GWAS was performed on all latent variables, for all training runs achieving a good reconstruction performance (Methods). A run is an instance of model training, defined by the choice of hyperparameters: in particular, random seeds controlling training and validation samples, weight initialization, network architecture and Kullback–Leibler divergence weight. The number of such runs was R = 36. The results obtained with n_z = 8 and n_z = 16 (8 and 16 latent variables, respectively) are reported, with a total number of 384 latent variables in the pooled representation. First, we examine the prevalence of significant GWAS loci found in all runs of our ensemble. To count the loci, we split the genome into approximately linkage disequilibrium-independent genomic regions⁴⁵ and computed the number of loci below the usual genome-wide significance threshold of 5 × 10⁻⁸ (see details in the Methods section); Table 1 shows the results.

Table 1 Counts of GWAS hits across runs in the UPE framework, ${{{{\mathcal{C}}}}}_{\ell }$ for each locus ℓ, which represents the number of runs for which the corresponding locus shows at least one association with P < P_GW = 5 × 10⁻⁸ (see details in the Methods section)

Full size table

We found 49 independent associations with study-wide significance. All of the previously discussed findings are recovered by UPE with study-wide significance, except the following loci: MTSS1, TBX3, PPARGC1A and FNDC3B (the last two show with suggestive significance in UPE).
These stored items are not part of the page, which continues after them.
//! Run modes: full parse of a directory tree, full parse of a tar stream and
//! the metadata-only catalog run.
//!
//! Directory and metadata runs keep going past per-file failures. A tar run
//! stops reading the archive at the first failed file; files already handed
//! to a worker are allowed to finish.
use std::io::{Read, Write};
use std::path::{Path, PathBuf};
use std::sync::Arc;
use std::time::Instant;

use anyhow::{Context, Result};
use tempfile::TempPath;
use tokio::sync::mpsc;
use tracing::{debug, info, warn};
use walkdir::WalkDir;

use folio_core::config::Settings;
use folio_core::metadata::{extract_record, folder_of};
use folio_core::sink::{ChunkBatcher, RetryingSink};
use folio_core::{Assembler, CancelToken, LookupTables, StorageSink};

use crate::catalog::{Catalog, TitleCheck};
use crate::incident_log::IncidentLog;
use crate::pool::WorkerPool;
use crate::readers::{open_reader, DocumentFormat, ReaderOptions};
use crate::report::RunSummary;

/// Names never picked up by a directory walk.
pub const EXCLUDED_FILES: &[&str] = &[".gitignore", ".DS_Store", "Thumbs.db"];

#[derive(Debug, Clone, PartialEq)]
pub enum FileOutcome {
    Processed { chunks: u64 },
    Skipped(String),
    Failed(String),
    Cancelled,
}

#[derive(Debug, Clone, PartialEq)]
pub struct FileReport {
    pub name: String,
    pub outcome: FileOutcome,
}

/// Hook for progress display.
pub trait ProgressObserver: Send + Sync {
    /// `count` more files were queued.
    fn on_discovered(&self, _count: usize) {}

    fn on_file(&self, report: &FileReport);
}

/// A tar member copied to disk, deleted when dropped.
struct SpooledEntry {
    name: String,
    folder: String,
    path: TempPath,
}

pub struct Pipeline {
    assembler: Assembler,
    batch_size: usize,
    concurrency: usize,
    options: ReaderOptions,
    tables: LookupTables,
    sink: RetryingSink<dyn StorageSink>,
    catalog: Catalog,
    incidents: IncidentLog,
    observer: Option<Arc<dyn ProgressObserver>>,
    spool_dir: Option<PathBuf>,
    cancel: CancelToken,
}

impl Pipeline {
    pub fn new(settings: &Settings, tables: LookupTables, sink: Arc<dyn StorageSink>, cancel: CancelToken) -> Self {
        Self {
            assembler: Assembler::new(settings.chunk, settings.filters.base64),
            batch_size: settings.batch_size,
            concurrency: settings.concurrency,
            options: ReaderOptions::from(settings),
            tables,
            sink: RetryingSink::new(sink, settings.storage.retry_policy()),
            catalog: Catalog::new(),
            incidents: IncidentLog::disabled(),
            observer: None,
            spool_dir: None,
            cancel,
        }
    }

    pub fn with_incident_log(mut self, incidents: IncidentLog) -> Self {
        self.incidents = incidents;
        self
    }

    pub fn with_observer(mut self, observer: Arc<dyn ProgressObserver>) -> Self {
        self.observer = Some(observer);
        self
    }

    /// Directory for spooled tar members; the system temp dir otherwise.
    pub fn with_spool_dir(mut self, dir: impl Into<PathBuf>) -> Self {
        self.spool_dir = Some(dir.into());
        self
    }

    pub fn catalog(&self) -> &Catalog {
        &self.catalog
    }

    /// Parse every file under `root` into chunks.
    pub async fn run_directory(self: &Arc<Self>, root: &Path) -> Result<RunSummary> {
        let started = Instant::now();
        let files = discover(root)?;
        info!(root = %root.display(), files = files.len(), "starting directory run");
        self.notify_discovered(files.len());

        let (reports, unstarted) = self
            .dispatch(files, |pipeline, path| async move {
                let name = file_name(&path);
                let outcome = pipeline.parse_file(&path, &name, &folder_of(&path)).await;
                pipeline.report(name, outcome)
            })
            .await;

        let mut summary = tally(&reports);
        summary.cancelled += unstarted;
        Ok(self.finish(summary, started).await)
    }

    /// Catalog every file under `root` without reading its contents.
    pub async fn run_metadata(self: &Arc<Self>, root: &Path) -> Result<RunSummary> {
        let started = Instant::now();
        let files = discover(root)?;
        info!(root = %root.display(), files = files.len(), "starting metadata run");
        self.notify_discovered(files.len());

        let (reports, unstarted) = self
            .dispatch(files, |pipeline, path| async move {
                let outcome = pipeline.catalog_file(&path);
                pipeline.report(file_name(&path), outcome)
            })
            .await;

        let mut summary = tally(&reports);
        summary.cancelled += unstarted;
        Ok(self.finish(summary, started).await)
    }

    /// Parse the supported members of a tar stream into chunks.
    pub async fn run_archive<R>(self: &Arc<Self>, stream: R) -> Result<RunSummary>
    where
        R: Read + Send + 'static,
    {
        let started = Instant::now();
        // Raised by the first failed file or by a run-wide cancel.
        let scan_stop = CancelToken::new();
        let forward = {
            let (cancel, stop) = (self.cancel.clone(), scan_stop.clone());
            tokio::spawn(async move {
                cancel.cancelled().await;
                stop.cancel();
            })
        };

        let (tx, mut rx) = mpsc::channel::<SpooledEntry>(self.concurrency.max(1));
        let producer = {
            let stop = scan_stop.clone();
            let spool_dir = self.spool_dir.clone();
            tokio::task::spawn_blocking(move || spool_entries(stream, &tx, &stop, spool_dir.as_deref()))
        };

        let mut pool = WorkerPool::new(self.concurrency, scan_stop.clone());
        let mut unstarted = 0usize;
        while let Some(entry) = rx.recv().await {
            self.notify_discovered(1);
            let pipeline = Arc::clone(self);
            let stop = scan_stop.clone();
            let name = entry.name.clone();
            let task = async move {
                let outcome = pipeline.parse_file(&entry.path, &entry.name, &entry.folder).await;
                if matches!(outcome, FileOutcome::Failed(_)) {
                    stop.cancel();
                }
                drop(entry);
                pipeline.report(name, outcome)
            };
            if !pool.submit(task).await {
                unstarted += 1;
            }
        }

        let reports = pool.join().await;
        forward.abort();

        let mut summary = tally(&reports);
        summary.cancelled += unstarted;
        match producer.await.context("tar reader task failed")? {
            Ok(skipped) => summary.skipped += skipped,
            Err(e) => {
                self.incidents.error(&format!("reading tar stream: {e}"));
                summary.aborted = Some(format!("tar stream unreadable: {e}"));
            }
        }
        if summary.aborted.is_none() && scan_stop.is_cancelled() && !self.cancel.is_cancelled() {
            summary.aborted = Some("archive scan stopped after the first failed file".to_string());
        }
        Ok(self.finish(summary, started).await)
    }

    /// Write the author, category and title registries to the sink.
    ///
    /// Returns the kinds whose write failed; failures are logged, not raised.
    pub async fn flush_registries(&self) -> Vec<String> {
        let mut failed = Vec::new();
        for batch in self.catalog.registry_batches() {
            let kind = batch.kind();
            match self.sink.write(&batch, &self.cancel).await {
                Ok(()) => info!(%kind, records = batch.len(), "registry written"),
                Err(e) => {
                    self.incidents.error(&format!("writing {kind} registry: {e}"));
                    failed.push(kind.to_string());
                }
            }
        }
        failed
    }

    async fn dispatch<F, Fut>(self: &Arc<Self>, files: Vec<PathBuf>, work: F) -> (Vec<FileReport>, usize)
    where
        F: Fn(Arc<Self>, PathBuf) -> Fut,
        Fut: std::future::Future<Output = FileReport> + Send + 'static,
    {
        let total = files.len();
        let mut pool = WorkerPool::new(self.concurrency, self.cancel.clone());
        for path in files {
            if !pool.submit(work(Arc::clone(self), path)).await {
                break;
            }
        }
        let unstarted = total - pool.started();
        if unstarted > 0 {
            warn!(unstarted, "run cancelled before every file was started");
        }
        (pool.join().await, unstarted)
    }

    async fn parse_file(&self, path: &Path, name: &str, folder: &str) -> FileOutcome {
        if self.cancel.is_cancelled() {
            return FileOutcome::Cancelled;
        }
        let Some(format) = DocumentFormat::from_name(name) else {
            self.incidents.error(&format!("{name}: unsupported file extension"));
            return FileOutcome::Failed("unsupported file extension".to_string());
        };

        let record = extract_record(name, folder, &self.tables);
        self.catalog.register(&record);

        match self.ingest(path, name, format, &record).await {
            Ok(chunks) => {
                debug!(file = name, chunks, "document processed");
                FileOutcome::Processed { chunks }
            }
            Err(e) if e.is_cancelled() => {
                debug!(file = name, "document cancelled");
                FileOutcome::Cancelled
            }
            Err(e) => {
                self.incidents.error(&format!("{name}: {e}"));
                FileOutcome::Failed(e.to_string())
            }
        }
    }

    async fn ingest(
        &self,
        path: &Path,
        name: &str,
        format: DocumentFormat,
        record: &folio_core::BibliographicRecord,
    ) -> folio_core::Result<u64> {
        let mut reader = open_reader(path, name, format, self.options).await?;
        let mut batcher = ChunkBatcher::new(&self.sink, &self.cancel, self.batch_size);
        self.assembler.assemble(record, &mut reader, &mut batcher, &self.cancel).await
    }

    fn catalog_file(&self, path: &Path) -> FileOutcome {
        if self.cancel.is_cancelled() {
            return FileOutcome::Cancelled;
        }
        let name = file_name(path);
        if !DocumentFormat::from_name(&name).is_some_and(DocumentFormat::is_container) {
            debug!(file = %name, "not a book container, skipping");
            return FileOutcome::Skipped("unsupported file extension".to_string());
        }

        let record = extract_record(&name, &folder_of(path), &self.tables);
        if record.title.is_empty() {
            self.incidents.error(&format!("invalid filename format: {name}"));
            return FileOutcome::Failed("invalid filename format".to_string());
        }

        let key = path.to_string_lossy();
        if let TitleCheck::Duplicate { first } = self.catalog.process(&key, &record) {
            self.incidents.warn(&format!("duplicate title '{}': {key} (first seen at {first})", record.title));
        }
        self.catalog.register(&record);
        FileOutcome::Processed { chunks: 0 }
    }

    fn report(&self, name: String, outcome: FileOutcome) -> FileReport {
        let report = FileReport { name, outcome };
        if let Some(observer) = &self.observer {
            observer.on_file(&report);
        }
        report
    }

    fn notify_discovered(&self, count: usize) {
        if let Some(observer) = &self.observer {
            observer.on_discovered(count);
        }
    }

    async fn finish(&self, mut summary: RunSummary, started: Instant) -> RunSummary {
        let duplicates = self.catalog.duplicates();
        summary.duplicate_titles = duplicates.len();
        summary.duplicate_files = duplicates.iter().map(|d| d.paths.len()).sum();
        if self.cancel.is_cancelled() {
            info!("run cancelled, registries not written");
        } else {
            summary.registry_failures = self.flush_registries().await;
        }
        summary.elapsed = started.elapsed();
        info!(
            processed = summary.processed,
            failed = summary.failed,
            skipped = summary.skipped,
            cancelled = summary.cancelled,
            chunks = summary.chunks,
            "run finished"
        );
        summary
    }
}

/// Regular files under `root`, sorted, minus [`EXCLUDED_FILES`].
pub fn discover(root: &Path) -> Result<Vec<PathBuf>> {
    if !root.is_dir() {
        anyhow::bail!("{} is not a directory", root.display());
    }
    let mut files = Vec::new();
    for entry in WalkDir::new(root).follow_links(false) {
        let entry = match entry {
            Ok(entry) => entry,
            Err(e) => {
                warn!(error = %e, "skipping unreadable path");
                continue;
            }
        };
        if !entry.file_type().is_file() {
            continue;
        }
        let name = entry.file_name().to_string_lossy();
        if EXCLUDED_FILES.contains(&name.as_ref()) {
            continue;
        }
        files.push(entry.into_path());
    }
    files.sort();
    Ok(files)
}

fn file_name(path: &Path) -> String {
    path.file_name().map(|n| n.to_string_lossy().into_owned()).unwrap_or_default()
}

fn tally(reports: &[FileReport]) -> RunSummary {
    let mut summary = RunSummary::default();
    for report in reports {
        match &report.outcome {
            FileOutcome::Processed { chunks } => {
                summary.processed += 1;
                summary.chunks += chunks;
            }
            FileOutcome::Skipped(_) => summary.skipped += 1,
            FileOutcome::Failed(_) => summary.failed += 1,
            FileOutcome::Cancelled => summary.cancelled += 1,
        }
    }
    summary
}

/// Copy each supported regular-file member to a temp file and queue it.
/// Returns the number of members skipped for their extension.
fn spool_entries<R: Read>(
    stream: R,
    tx: &mpsc::Sender<SpooledEntry>,
    stop: &CancelToken,
    spool_dir: Option<&Path>,
) -> std::io::Result<usize> {
    let mut archive = tar::Archive::new(stream);
    let mut skipped = 0usize;
    for entry in archive.entries()? {
        if stop.is_cancelled() {
            debug!("archive scan stopped");
            break;
        }
        let mut entry = entry?;
        if !entry.header().entry_type().is_file() {
            continue;
        }
        let member = entry.path()?.into_owned();
        let name = file_name(&member);
        if !DocumentFormat::from_name(&name).is_some_and(DocumentFormat::is_container) {
            debug!(member = %member.display(), "skipping unsupported tar member");
            skipped += 1;
            continue;
        }

        let mut builder = tempfile::Builder::new();
        builder.prefix("doc_").suffix(".tmp");
        let mut spooled = match spool_dir {
            Some(dir) => builder.tempfile_in(dir)?,
            None => builder.tempfile()?,
        };
        std::io::copy(&mut entry, &mut spooled)?;
        spooled.flush()?;

        let entry = SpooledEntry { name, folder: folder_of(&member), path: spooled.into_temp_path() };
        if tx.blocking_send(entry).is_err() {
            break;
        }
    }
    Ok(skipped)
}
The summary statistics of the GWAS for the best latent variable of each of these 49 loci are displayed in Table 1. When a gene name is displayed in bold letters, it means that this locus was found only via the ensemble approach. Most loci have previous evidence supporting their plausible role in cardiac pathways. In addition, many of them are totally novel and represent interesting avenues for further research.

In what follows, we perform an in-depth analysis of our novel genetic findings in the light of recent literature.

Loci with previous evidence

We now describe loci that have not been linked to structural LV phenotypes in recent GWAS, but count with other types of evidence.

rs11706187 is probably linked to developmental gene SHOX2. The mouse homologue of SHOX2, Shox2, is essential to differentiate cardiac pacemaker cells by repressing Nkx2-5 (ref. ⁴⁶). Whereas both TBX5 and NKX2-5 are highly expressed in adult cardiac tissues according to GTEx data, SHOX2 is not highly expressed in these tissues. A possible hypothesis is that rs11706187 regulates the expression of SHOX2 in developmental or pre-adult stages.

A particularly interesting association, with the SNP rs2245109, is located within the body of the STRN gene on chromosome 2 and is probably causally related to it: this gene encodes the protein striatin, which is expressed in cardiomyocytes and has been shown to interact with other proteins involved in the mechanism of myocardial function⁴⁷. Mutations in this gene have been shown to lead to DCM in dogs⁴⁸. In humans, there has been a recent GWAS on heart failure that reported this locus, but our study links it with cardiac morphology. Moreover, our estimated effect size is substantially higher; suggesting that this latent variable is an endophenotype closer to the underlying biology. This could provide insight to unravel the aetiology of a heterogeneous condition such as heart failure. The lead SNP has a high minor allele frequency (MAF) of 47.4%. This locus also contains eQTLs for this gene, as evidenced by TWAS (section ‘TWAS’). Something similar occurs with the RNF11 locus, although this does not reach genome-wide significance for heart failure (P = 3.2 × 10⁻⁶). The lead variant for this locus is an indel with low frequency (MAF 1.4%) and large estimated standardized effect size ($\hat{\beta }=$ 0.138). This locus has also been linked to the QRS (a combination of the Q, R and S waves) interval, although the causative gene is not clear⁴⁹, some candidates being RNF11 itself, CDKN2C, C1orf185 and FAF1.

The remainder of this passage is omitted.